Popular Posts

Wednesday, January 23, 2013

DEP shelves more stringent water test


The state is not using its most stringent test to review for contaminants in residential drinking water near Marcellus shale drilling.
For more than four years, the Pennsylvania Department of Environmental Protection has had the ability to test for 45 contaminants in its water-sample analysis.
But according to DEP data, the computer code that determines what substances will be tested has not been used in at least two years. It’s been shelved in favor of two codes that test for fewer than half the number of substances.
The Times confirmed the existence of the third so-called suite code and how the codes were used only after it filed a Right to Know request in November. The information was released, as required by law, on Dec. 31.
The unused code is called Suite Code 944 or Marcellus Inorganic Survey in DEP data. It was developed in 2008, two years before the creation of Suite Code 946, which tests for only 23 contaminants, 22 fewer chemicals.
The other code used, Suite Code 942, was developed in 1991 and tests for 14 substances. According to DEP data, it actually has been the code most commonly used in the past two years.
The data states Suite Code 942 was used at least 300 times, and Suite Code 946 was used at least 210 times in 2011 and 2012. Suite Code 944 was not used once.
Experts name the absence of a few key metals from Suite Code 942 as a concern.
The following contaminants are tested with Suite Code 944 but not with the other two codes: ammonia, Kjeldahl nitrogen, nitrate and nitrite, phosphorus, carbon, cyanide (distilled and weak acid dissociable), sulfide, beryllium, boron, fluoride, cadmium, chromium, cobalt, copper, lead, thallium, molybdenum, silver, antimony, tin, titanium, phenols and mercury.
“In my opinion, the absence of metals (such as) selenium, arsenic, mercury and chromium from Suite Code 942 is problematic,” said Yuri Gorby, a microbial physiologist and bioprocess engineer who is an associate professor in the Department of Civil and Environmental Engineering at Rensselaer Polytechnic Institute in Troy, N.Y. “These metals are known environmental contaminants with established toxicological effects.”
He said selenium can cause nausea, vomiting, nail discoloration and brittleness and hair loss.
Arsenic, Gorby said, affects cellular energy pathways, DNA synthesis and repair, while mercury is a neurotoxin and can cause memory loss, inability to concentrate, exaggerated response to stimulation, numbness and tingling in hands and feet, muscle loss and tremors.
“These symptoms are common in gas field residents,” he said.
Gorby said Suite Code 946 “should be used as a bare minimum to ensure public safety. But they should also include mercury and chromium, which are covered by the unused code, (Suite Code) 944.”
DEP spokesman Kevin Sunday would not say why Suite Code 944 hasn’t been used in the past two years, or why it tests for so many more substances than the other two codes.
“DEP grants its inspectors the discretion to request various analyses from the laboratory,” he said. “These suites and standard analysis codes are one component used in our investigations and there are, of course, others.

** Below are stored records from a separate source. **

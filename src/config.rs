use std::time::Duration;

use serde::Deserialize;

use crate::models::Credentials;
use crate::services::SearchSettings;

/// Application configuration loaded from environment variables
#[derive(Debug, Deserialize, Clone)]
pub struct Config {
    /// Base URL of the catalog service (the host serving `player_api.php`)
    #[serde(default = "default_catalog_url")]
    pub catalog_url: String,

    /// Catalog account user name
    #[serde(default)]
    pub catalog_username: Option<String>,

    /// Catalog account password
    #[serde(default)]
    pub catalog_password: Option<String>,

    /// Query carried over from a prior screen, replayed once the catalog is ready
    #[serde(default)]
    pub initial_query: Option<String>,

    /// Server host address
    #[serde(default = "default_host")]
    pub host: String,

    /// Server port
    #[serde(default = "default_port")]
    pub port: u16,

    /// Debounce quiescence window in milliseconds
    #[serde(default = "default_debounce_ms")]
    pub debounce_ms: u64,

    /// Maximum number of results delivered per query
    #[serde(default = "default_result_limit")]
    pub result_limit: usize,

    /// Minimum trimmed query length before matching starts
    #[serde(default = "default_min_query_chars")]
    pub min_query_chars: usize,

    /// Per-request timeout for catalog source calls
    #[serde(default = "default_request_timeout_secs")]
    pub request_timeout_secs: u64,
}

fn default_catalog_url() -> String {
    "http://localhost:8080".to_string()
}

fn default_host() -> String {
    "127.0.0.1".to_string()
}

fn default_port() -> u16 {
    3000
}

fn default_debounce_ms() -> u64 {
    100
}

fn default_result_limit() -> usize {
    100
}

fn default_min_query_chars() -> usize {
    2
}

fn default_request_timeout_secs() -> u64 {
    30
}

impl Config {
    /// Load configuration from environment variables
    pub fn from_env() -> anyhow::Result<Self> {
        dotenvy::dotenv().ok();
        envy::from_env::<Config>().map_err(|e| anyhow::anyhow!("Failed to load config: {}", e))
    }

    /// Credentials as configured; blank values are left for the fetcher to reject
    pub fn credentials(&self) -> Credentials {
        Credentials::new(
            self.catalog_username.clone().unwrap_or_default(),
            self.catalog_password.clone().unwrap_or_default(),
        )
    }

    pub fn search_settings(&self) -> SearchSettings {
        SearchSettings {
            quiescence: Duration::from_millis(self.debounce_ms),
            result_limit: self.result_limit,
            min_query_chars: self.min_query_chars,
        }
    }

    pub fn request_timeout(&self) -> Duration {
        Duration::from_secs(self.request_timeout_secs)
    }
}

“DEP personnel use these tools and others when conducting investigations into a water supply complaint from gas extraction activities. Such investigations are necessarily site and fact specific.”

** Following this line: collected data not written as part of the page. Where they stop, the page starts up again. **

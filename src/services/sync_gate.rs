use std::sync::{Arc, Mutex, PoisonError};

use tokio::sync::watch;

use crate::models::SyncState;

type ReadyListener = Arc<dyn Fn() + Send + Sync>;
type FailedListener = Arc<dyn Fn(&str) + Send + Sync>;
type ReplayHook = Arc<dyn Fn(String) + Send + Sync>;

/// Sync state flag with listeners and one deferred query
///
/// Queries are blocked until the catalog is ready. A single query requested
/// before that point (e.g. carried over from a prior screen) is held and handed
/// to the replay hook exactly once on the `Loading -> Ready` transition.
pub struct SyncGate {
    state: watch::Sender<SyncState>,
    deferred: Mutex<Option<String>>,
    ready_listeners: Mutex<Vec<ReadyListener>>,
    failed_listeners: Mutex<Vec<FailedListener>>,
    replay: Mutex<Option<ReplayHook>>,
}

impl Default for SyncGate {
    fn default() -> Self {
        Self::new()
    }
}

impl SyncGate {
    pub fn new() -> Self {
        let (state, _) = watch::channel(SyncState::Loading);
        Self {
            state,
            deferred: Mutex::new(None),
            ready_listeners: Mutex::new(Vec::new()),
            failed_listeners: Mutex::new(Vec::new()),
            replay: Mutex::new(None),
        }
    }

    pub fn state(&self) -> SyncState {
        *self.state.borrow()
    }

    pub fn subscribe(&self) -> watch::Receiver<SyncState> {
        self.state.subscribe()
    }

    /// Waits until the state leaves `Loading` and returns the state it settled on
    pub async fn await_ready(&self) -> SyncState {
        let mut rx = self.state.subscribe();
        let settled = rx
            .wait_for(|state| *state != SyncState::Loading)
            .await
            .map(|state| *state);
        settled.unwrap_or(SyncState::Failed)
    }

    pub fn on_ready<F>(&self, listener: F)
    where
        F: Fn() + Send + Sync + 'static,
    {
        lock(&self.ready_listeners).push(Arc::new(listener));
    }

    pub fn on_failed<F>(&self, listener: F)
    where
        F: Fn(&str) + Send + Sync + 'static,
    {
        lock(&self.failed_listeners).push(Arc::new(listener));
    }

    /// Installs the action that runs the deferred query once the gate opens
    pub fn set_replay<F>(&self, hook: F)
    where
        F: Fn(String) + Send + Sync + 'static,
    {
        *lock(&self.replay) = Some(Arc::new(hook));
    }

    /// Holds `text` for replay while loading
    ///
    /// Blank text is ignored and a later request replaces an earlier one. When the
    /// gate is already open the text is handed back so the caller can run it now.
    pub fn defer_query(&self, text: &str) -> Option<String> {
        if text.trim().is_empty() {
            return None;
        }

        let mut deferred = lock(&self.deferred);
        match self.state() {
            SyncState::Loading => {
                *deferred = Some(text.to_string());
                None
            }
            SyncState::Ready => Some(text.to_string()),
            SyncState::Failed => None,
        }
    }

    /// `Loading -> Ready`; notifies listeners, then replays the deferred query
    ///
    /// Returns false (and does nothing) unless the gate was loading.
    pub fn mark_ready(&self) -> bool {
        let deferred = {
            let mut slot = lock(&self.deferred);
            if !self.transition(SyncState::Ready) {
                return false;
            }
            slot.take()
        };

        tracing::info!("Catalog ready, search enabled");

        let listeners = lock(&self.ready_listeners).clone();
        for listener in listeners {
            listener();
        }

        if let Some(query) = deferred {
            let hook = lock(&self.replay).clone();
            match hook {
                Some(hook) => {
                    tracing::debug!(query = %query, "Replaying deferred query");
                    hook(query);
                }
                None => tracing::warn!(query = %query, "Deferred query dropped, no replay hook"),
            }
        }

        true
    }

    /// `Loading -> Failed`; the deferred query is discarded
    pub fn mark_failed(&self, reason: &str) -> bool {
        {
            let mut slot = lock(&self.deferred);
            if !self.transition(SyncState::Failed) {
                return false;
            }
            slot.take();
        }

        tracing::warn!(reason = %reason, "Catalog sync failed");

        let listeners = lock(&self.failed_listeners).clone();
        for listener in listeners {
            listener(reason);
        }

        true
    }

    /// Puts the gate back to `Loading` for a host-initiated resync
    pub fn reset(&self) {
        let _guard = lock(&self.deferred);
        self.state.send_replace(SyncState::Loading);
    }

    fn transition(&self, to: SyncState) -> bool {
        self.state.send_if_modified(|state| {
            if *state == SyncState::Loading {
                *state = to;
                true
            } else {
                false
            }
        })
    }
}

fn lock<T>(mutex: &Mutex<T>) -> std::sync::MutexGuard<'_, T> {
    mutex.lock().unwrap_or_else(PoisonError::into_inner)
}

#[cfg(test)]
mod tests {
    use super::*;
    use std::sync::atomic::{AtomicUsize, Ordering};
    use std::time::Duration;

    #[test]
    fn test_starts_loading() {
        let gate = SyncGate::new();
        assert_eq!(gate.state(), SyncState::Loading);
    }

    #[test]
    fn test_deferred_query_replayed_exactly_once() {
        let gate = SyncGate::new();
        let replayed = Arc::new(Mutex::new(Vec::new()));
        let sink = replayed.clone();
        gate.set_replay(move |query| sink.lock().unwrap().push(query));

        assert_eq!(gate.defer_query("matrix"), None);
        assert!(replayed.lock().unwrap().is_empty());

        assert!(gate.mark_ready());
        assert!(!gate.mark_ready());

        assert_eq!(*replayed.lock().unwrap(), vec!["matrix".to_string()]);
    }

    #[test]
    fn test_latest_deferred_query_wins_and_blank_is_ignored() {
        let gate = SyncGate::new();
        let replayed = Arc::new(Mutex::new(Vec::new()));
        let sink = replayed.clone();
        gate.set_replay(move |query| sink.lock().unwrap().push(query));

        gate.defer_query("mat");
        gate.defer_query("matrix");
        gate.defer_query("   ");
        gate.mark_ready();

        assert_eq!(*replayed.lock().unwrap(), vec!["matrix".to_string()]);
    }

    #[test]
    fn test_defer_after_ready_hands_query_back() {
        let gate = SyncGate::new();
        let replays = Arc::new(AtomicUsize::new(0));
        let counter = replays.clone();
        gate.set_replay(move |_| {
            counter.fetch_add(1, Ordering::SeqCst);
        });

        gate.mark_ready();
        assert_eq!(gate.defer_query("heat"), Some("heat".to_string()));
        gate.reset();
        gate.mark_ready();
        assert_eq!(replays.load(Ordering::SeqCst), 0);
    }

    #[test]
    fn test_failure_discards_deferred_query() {
        let gate = SyncGate::new();
        let replays = Arc::new(AtomicUsize::new(0));
        let counter = replays.clone();
        gate.set_replay(move |_| {
            counter.fetch_add(1, Ordering::SeqCst);
        });

        let reasons = Arc::new(Mutex::new(Vec::new()));
        let sink = reasons.clone();
        gate.on_failed(move |reason| sink.lock().unwrap().push(reason.to_string()));

        gate.defer_query("matrix");
        assert!(gate.mark_failed("credentials missing"));
        assert!(!gate.mark_ready());

        assert_eq!(gate.state(), SyncState::Failed);
        assert_eq!(replays.load(Ordering::SeqCst), 0);
        assert_eq!(*reasons.lock().unwrap(), vec!["credentials missing".to_string()]);
        assert_eq!(gate.defer_query("heat"), None);
    }

    #[test]
    fn test_ready_listeners_notified_once() {
        let gate = SyncGate::new();
        let calls = Arc::new(AtomicUsize::new(0));
        let counter = calls.clone();
        gate.on_ready(move || {
            counter.fetch_add(1, Ordering::SeqCst);
        });

        gate.mark_ready();
        gate.mark_ready();
        assert_eq!(calls.load(Ordering::SeqCst), 1);
    }

    #[test]
    fn test_reset_allows_new_transition() {
        let gate = SyncGate::new();
        gate.mark_failed("boom");
        gate.reset();
        assert_eq!(gate.state(), SyncState::Loading);
        assert!(gate.mark_ready());
    }

    #[tokio::test]
    async fn test_await_ready_resolves_on_transition() {
        let gate = Arc::new(SyncGate::new());
        let opener = gate.clone();

        tokio::spawn(async move {
            tokio::time::sleep(Duration::from_millis(10)).await;
            opener.mark_ready();
        });

        let state = tokio::time::timeout(Duration::from_secs(1), gate.await_ready())
            .await
            .unwrap();
        assert_eq!(state, SyncState::Ready);
    }

    #[test]
    fn test_await_ready_pending_while_loading() {
        let gate = SyncGate::new();
        let mut waiter = tokio_test::task::spawn(gate.await_ready());

        tokio_test::assert_pending!(waiter.poll());
        gate.mark_ready();
        assert!(waiter.is_woken());
        tokio_test::assert_ready_eq!(waiter.poll(), SyncState::Ready);
    }

    #[tokio::test]
    async fn test_await_ready_reports_failure() {
        let gate = SyncGate::new();
        gate.mark_failed("boom");
        assert_eq!(gate.await_ready().await, SyncState::Failed);
    }
}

Sunday also said that suite codes are used to test for “critical parameters relevant to making a particular determination” and water complaint investigations include other factors in addition to sampling data.
But state Rep. Jesse White, D-46, Cecil Township, who first broke the suite code reporting issue in November, doesn’t buy the DEP’s story.

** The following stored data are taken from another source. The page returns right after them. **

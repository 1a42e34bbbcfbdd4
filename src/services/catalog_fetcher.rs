use std::sync::Arc;

use tokio::task::JoinHandle;
use tokio_util::sync::CancellationToken;

use crate::{
    error::{AppError, AppResult},
    models::{Catalog, CatalogItem, Credentials, SourceKind},
    services::{providers::SourceClient, search_index::IndexHandle, sync_gate::SyncGate},
};

/// Downloads every catalog source in parallel and publishes the merged catalog
pub struct CatalogFetcher {
    client: SourceClient,
    index: Arc<IndexHandle>,
    gate: Arc<SyncGate>,
}

impl CatalogFetcher {
    pub fn new(client: SourceClient, index: Arc<IndexHandle>, gate: Arc<SyncGate>) -> Self {
        Self {
            client,
            index,
            gate,
        }
    }

    /// Runs one full synchronization
    ///
    /// On success the catalog is published to the index before the gate opens, so
    /// a reader that sees `Ready` always sees the complete catalog. Orchestration
    /// errors flip the gate to `Failed`; cancellation leaves it untouched.
    pub async fn sync(
        &self,
        credentials: &Credentials,
        cancel: &CancellationToken,
    ) -> AppResult<Arc<Catalog>> {
        match self.collect(credentials, cancel).await {
            Ok(catalog) => {
                let catalog = Arc::new(catalog);
                tracing::info!(
                    items = catalog.len(),
                    on_demand = catalog.count_for(SourceKind::OnDemand),
                    series = catalog.count_for(SourceKind::Series),
                    live = catalog.count_for(SourceKind::Live),
                    "Catalog synchronized"
                );
                self.index.publish(catalog.clone());
                self.gate.mark_ready();
                Ok(catalog)
            }
            Err(e) if e.is_orchestration() => {
                self.gate.mark_failed(&e.to_string());
                Err(e)
            }
            Err(e) => {
                tracing::info!(error = %e, "Catalog sync stopped before publishing");
                Err(e)
            }
        }
    }

    async fn collect(
        &self,
        credentials: &Credentials,
        cancel: &CancellationToken,
    ) -> AppResult<Catalog> {
        if !credentials.is_complete() {
            return Err(AppError::MissingCredentials);
        }

        // Spawned up front so the three downloads overlap.
        let tasks: Vec<(SourceKind, JoinHandle<Vec<CatalogItem>>)> = SourceKind::ALL
            .iter()
            .map(|&kind| {
                let client = self.client.clone();
                let credentials = credentials.clone();
                let task = tokio::spawn(async move { client.fetch(kind, &credentials).await });
                (kind, task)
            })
            .collect();

        let abort_handles: Vec<_> = tasks.iter().map(|(_, task)| task.abort_handle()).collect();

        let joined = async move {
            let mut batches = Vec::with_capacity(tasks.len());
            for (kind, task) in tasks {
                match task.await {
                    Ok(items) => batches.push(items),
                    Err(e) => {
                        tracing::error!(source = %kind, error = %e, "Catalog source task failed");
                        return Err(AppError::Orchestration(format!(
                            "{} source task failed: {}",
                            kind, e
                        )));
                    }
                }
            }
            Ok(batches)
        };

        let result = tokio::select! {
            biased;
            _ = cancel.cancelled() => Err(AppError::Cancelled),
            batches = joined => batches,
        };

        let mut batches = match result {
            Ok(batches) => batches.into_iter(),
            Err(e) => {
                for handle in &abort_handles {
                    handle.abort();
                }
                return Err(e);
            }
        };

        let on_demand = batches.next().unwrap_or_default();
        let series = batches.next().unwrap_or_default();
        let live = batches.next().unwrap_or_default();

        Ok(Catalog::merge(on_demand, series, live))
    }
}
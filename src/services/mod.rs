pub mod catalog_fetcher;
pub mod providers;
pub mod query_scheduler;
pub mod search_index;
pub mod session;
pub mod sync_gate;

pub use catalog_fetcher::CatalogFetcher;
pub use query_scheduler::QueryScheduler;
pub use search_index::{IndexHandle, IndexLimits, SearchIndex};
pub use session::{SearchSession, SearchSettings};
pub use sync_gate::SyncGate;
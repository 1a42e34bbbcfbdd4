//! Fake catalog panel for integration tests.
#![allow(dead_code)]

use std::collections::HashMap;
use std::sync::atomic::{AtomicUsize, Ordering};
use std::sync::Arc;

use axum::{
    extract::{Query, State},
    http::StatusCode,
    response::{IntoResponse, Response},
    routing::get,
    Json, Router,
};
use serde_json::{json, Value};

pub const USERNAME: &str = "alice";
pub const PASSWORD: &str = "secret";

/// Canned listings served from `/player_api.php`
#[derive(Default)]
pub struct FakePanel {
    pub vod: Value,
    pub series: Value,
    pub live: Value,
    /// Actions answered with HTTP 500
    pub failing: Vec<&'static str>,
    pub hits: AtomicUsize,
}

impl FakePanel {
    pub fn matrix() -> Self {
        Self {
            vod: json!([
                { "stream_id": 1, "name": "Matrix", "rating": "8.7", "stream_icon": "http://img.test/matrix.jpg" },
                { "stream_id": 2, "name": null, "rating": 5 }
            ]),
            series: json!([
                { "series_id": "2", "name": "Matrix Reloaded", "rating": "7.2", "cover": "http://img.test/reloaded.jpg" }
            ]),
            live: json!([
                { "stream_id": 1, "name": "News 24", "stream_icon": "http://img.test/news.png" },
                { "stream_id": 3 }
            ]),
            ..Self::default()
        }
    }

    pub fn failing(mut self, actions: &[&'static str]) -> Self {
        self.failing = actions.to_vec();
        self
    }

    pub fn hits(&self) -> usize {
        self.hits.load(Ordering::SeqCst)
    }
}

async fn player_api(
    State(panel): State<Arc<FakePanel>>,
    Query(params): Query<HashMap<String, String>>,
) -> Response {
    panel.hits.fetch_add(1, Ordering::SeqCst);

    let authorized = params.get("username").map(String::as_str) == Some(USERNAME)
        && params.get("password").map(String::as_str) == Some(PASSWORD);
    if !authorized {
        return (StatusCode::UNAUTHORIZED, "bad credentials").into_response();
    }

    let action = params.get("action").map(String::as_str).unwrap_or_default();
    if panel.failing.contains(&action) {
        return (StatusCode::INTERNAL_SERVER_ERROR, "upstream exploded").into_response();
    }

    match action {
        "get_vod_streams" => Json(panel.vod.clone()).into_response(),
        "get_series" => Json(panel.series.clone()).into_response(),
        "get_live_streams" if params.get("category_id").map(String::as_str) == Some("0") => {
            Json(panel.live.clone()).into_response()
        }
        _ => (StatusCode::BAD_REQUEST, "unknown action").into_response(),
    }
}

/// Serves `panel` on an ephemeral local port and returns its base URL
pub async fn spawn_panel(panel: Arc<FakePanel>) -> String {
    let listener = tokio::net::TcpListener::bind("127.0.0.1:0").await.unwrap();
    let addr = listener.local_addr().unwrap();
    let app = Router::new()
        .route("/player_api.php", get(player_api))
        .with_state(panel);

    tokio::spawn(async move {
        axum::serve(listener, app).await.unwrap();
    });

    format!("http://{}", addr)
}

“This is almost unbelievable,” he said. “The DEP developed a suite code to fully analyze for impacts of Marcellus shale, and not only did they never use it, they never even told anyone it existed. This is a slap in the face to Pennsylvanians and a clear sign that the Corbett administration simply cannot be trusted to have an honest conversation about this critical issue. If this isn’t willfully obstructing the truth from the people of Pennsylvania, I don’t know what is.”
White also has written and plans to introduce House Bill 268, which would require the DEP to report full and complete results of any tests conducted for residents, including raw data and documentation. The bill also would require that this information be made available at no cost to landowners by written request within five business days.
White isn’t the only elected official who has voiced concern regarding the DEP’s water-testing practices.
Newly sworn-in Auditor General Eugene DePasquale has made clear his plans to conduct an audit of the state DEP to ensure the agency has the resources to protect the state’s water supplies from pollution from drilling activity. DePasquale worked for the DEP under former Gov. Ed Rendell.